Organic Diets Lower Children's Exposure To Two Pesticides
Organic diets lower children's dietary exposure to two pesticides used in U.S. agricultural production, according to a study by Emory University researcher Chensheng "Alex" Lu, PhD. The substitution of organic food items for children's normal diets substantially decreased the pesticide concentration to non-detectable levels.
Lu, an assistant professor in the department of environmental and occupational health, Rollins School of Public Health (http://www.sph.emory.edu/index.php), Emory University, reviewed his findings from the recent study at the annual meeting of the American Association for the Advancement of Science (AAAS) in St. Louis. The seminar, titled, "Opportunities to Reduce Children's Exposures to Pesticides Through Organic Food and Farming," took place on Feb. 19.

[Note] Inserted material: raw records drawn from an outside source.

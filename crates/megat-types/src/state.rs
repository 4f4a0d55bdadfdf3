// ─────────────────────────────────────────────────────────────────────
// Megat Simulation — Kernel Lifecycle States
// ─────────────────────────────────────────────────────────────────────

use std::fmt;

use serde::{Deserialize, Serialize};

/// Lifecycle state of the kernel.
///
/// States are totally ordered; the kernel only ever moves forward.
#[derive(Debug, Clone, Copy, PartialEq, Eq, PartialOrd, Ord, Hash, Serialize, Deserialize)]
pub enum KernelState {
    Unconfigured,
    Configured,
    Initialized,
    Running,
    Terminated,
}

impl fmt::Display for KernelState {
    fn fmt(&self, f: &mut fmt::Formatter<'_>) -> fmt::Result {
        let name = match self {
            KernelState::Unconfigured => "Unconfigured",
            KernelState::Configured => "Configured",
            KernelState::Initialized => "Initialized",
            KernelState::Running => "Running",
            KernelState::Terminated => "Terminated",
        };
        f.write_str(name)
    }
}
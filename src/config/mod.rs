mod server;

pub use server::ServerConfig;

Previous research has linked organophosphorus pesticides to causes of neurological effects in animals and humans, Lu said.
"The use of organophosphorus pesticides in residential areas has either been banned or restricted by recent regulatory changes," Lu said. "This helps to minimize children's exposure, but still few restrictions have been imposed in agriculture."
In his initial research, Lu and his colleagues from Emory University, the University of Washington, and the Centers for Disease Control and Prevention (CDC) specifically measured the exposure of two organophosphorus pesticides (OP) -- malathion and chlorpyrifos -- in 23 elementary students in the Seattle area by testing their urine over a 15-day period.
The participants, ages 3 to 11-years-old, were first monitored for three days on their conventional diets before the researchers substituted most of the children's conventional diets with organic food items for five consecutive days. The children were then re-introduced to their normal foods and monitored for an additional seven days.
According to Lu, there was a "dramatic and immediate protective effect" against the pesticides until the conventional diets were re-introduced. While consuming organic diets, most of the children's urine samples contained zero concentration for the malathion metabolite. However, once the children returned to their conventional diets, the average malathion metabolite concentration increased to 1.6 parts per billion (ppb) with a concentration range from 5 ppb to 263 ppb, Lu said.